[Originally published in Movietone News 33, July 1974]
POPCORN VENUS: Women, Movies & the American Dream. By Marjorie Rosen. Coward, McCann & Geoghegan. 416 Pages. $9.95.
Marjorie Rosen begins her fat (416 pages) study of women, movies and the American Dream by simultaneously putting down the cinema’s penchant for illusion and setting up the silver screen as a mirror in which “society’s porous [sic] face” may be exposed—thereby illustrating the main premise of Popcorn Venus, that movies can do anything and everything, but are admirable for practically nothing. Predictably, Rosen exhibits her critical credentials by nostalgia-tripping, sharing in a manner mostly maudlin her cherished cinematic memories and illusions, all couched in the confessional style of an ex–closet (or ex-prom) queen. But Rosen’s seen the light, so to speak, and has written a book which, more than anything else, seems to represent an attempt to exorcize all those seductive dreams spun out of movie-theater darkness by means of a holy war on behalf of cinematically wronged womankind.
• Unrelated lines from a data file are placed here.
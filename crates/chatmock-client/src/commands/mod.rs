//! Session command handlers.
//!
//! Each sub-module groups related commands by domain. Every command takes the
//! caller's [`crate::state::Session`]; writes validate first and only then
//! touch the conversation.

pub mod export;
pub mod import;
pub mod messaging;
pub mod profile;
pub mod settings;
Rosen’s weaponry includes a familiar array of selfrighteous clichés and stylistic ploys, the usual arsena1 of the writer who’s got a Cause but hasn’t a clue as to what constitutes good writing or critical fair play, and lacks sufficient knowledge of the enemy to even pitch a significant battle. Fundamentally, her pathetic (and self-aggrandizing) fallacy centers on the notion that Hollywood, movie moguls, men have engaged in an ongoing, conscious conspiracy against women since movies were first invented. Time after time, Rosen conjures up images of smoke-filled backrooms in which sinister plots were hatched by “Hollywood” to further subjugate or degrade women. That Hollywood (a place, not a person), at any given time, consisted of diverse elements, conforming and dissenting modes of direction, acting, even production, never seems to occur to her, in much the same way a freshman English student never seems to wonder about the real identity of that convenient scapegoat “Society.” Thus:
“For the men making movies in the twenties, ridicule (ergo, humor) shielded them and their masculine audiences from inevitable feminine demands for equality, social and otherwise. It squelched a treacherous usurping of their positions in the boudoirs and boardrooms, in the factories and on the campuses. Since the female uprising had to be put down, what a pleasant discovery that humor was at least as effective a method as pious moralizing.” (page 127)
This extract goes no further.